DIRECTIONS FOR THIS TASK: Please set down the entire listing exactly.

DATA TO EXAMINE:
====

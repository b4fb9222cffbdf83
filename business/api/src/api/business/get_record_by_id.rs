use std::sync::Arc;

use pb::business::{GetRecordByIdRequest, GetRecordByIdResponse};
use tonic::Status;

use crate::api::errors::StoreResultExt;
use crate::api::utils::{ApiRequest, Identity};
use crate::global::ApiGlobal;

#[async_trait::async_trait]
impl ApiRequest<GetRecordByIdResponse> for tonic::Request<GetRecordByIdRequest> {
	async fn process<G: ApiGlobal>(
		&self,
		global: &Arc<G>,
		identity: &Identity,
	) -> tonic::Result<tonic::Response<GetRecordByIdResponse>> {
		let req = self.get_ref();
		let user_id = identity.resolve_user_id(&req.user_id)?;

		tracing::info!(user_id = %user_id, record_id = req.id, "get record by id");

		let record = global
			.record_store()
			.find_one(i64::from(req.id), &user_id)
			.await
			.into_status("fetch record")?
			.ok_or_else(|| Status::not_found("Record not found"))?;

		Ok(tonic::Response::new(GetRecordByIdResponse {
			success: true,
			data: Some(record.into_proto()),
			message: "Record retrieved successfully".to_string(),
		}))
	}
}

====

RESULT OF THIS EXERCISE:
repository b4fb9222cffbdf83
filename business/api/src/api/business/get_record_by_id.rs
use std::sync::Arc;

use pb::business::{GetRecordByIdRequest, GetRecordByIdResponse};
use tonic::Status;

use crate::api::errors::StoreResultExt;
use crate::api::utils::{ApiRequest, Identity};
use crate::global::ApiGlobal;

#[async_trait::async_trait]
impl ApiRequest<GetRecordByIdResponse> for tonic::Request<GetRecordByIdRequest> {
	async fn process<G: ApiGlobal>(
		&self,
		global: &Arc<G>,
		identity: &Identity,
	) -> tonic::Result<tonic::Response<GetRecordByIdResponse>> {
		let req = self.get_ref();
		let user_id = identity.resolve_user_id(&req.user_id)?;

		tracing::info!(user_id = %user_id, record_id = req.id, "get record by id");

		let record = global
			.record_store()
			.find_one(i64::from(req.id), &user_id)
			.await
			.into_status("fetch record")?
			.ok_or_else(|| Status::not_found("Record not found"))?;

		Ok(tonic::Response::new(GetRecordByIdResponse {
			success: true,
			data: Some(record.into_proto()),
			message: "Record retrieved successfully".to_string(),
		}))
	}
}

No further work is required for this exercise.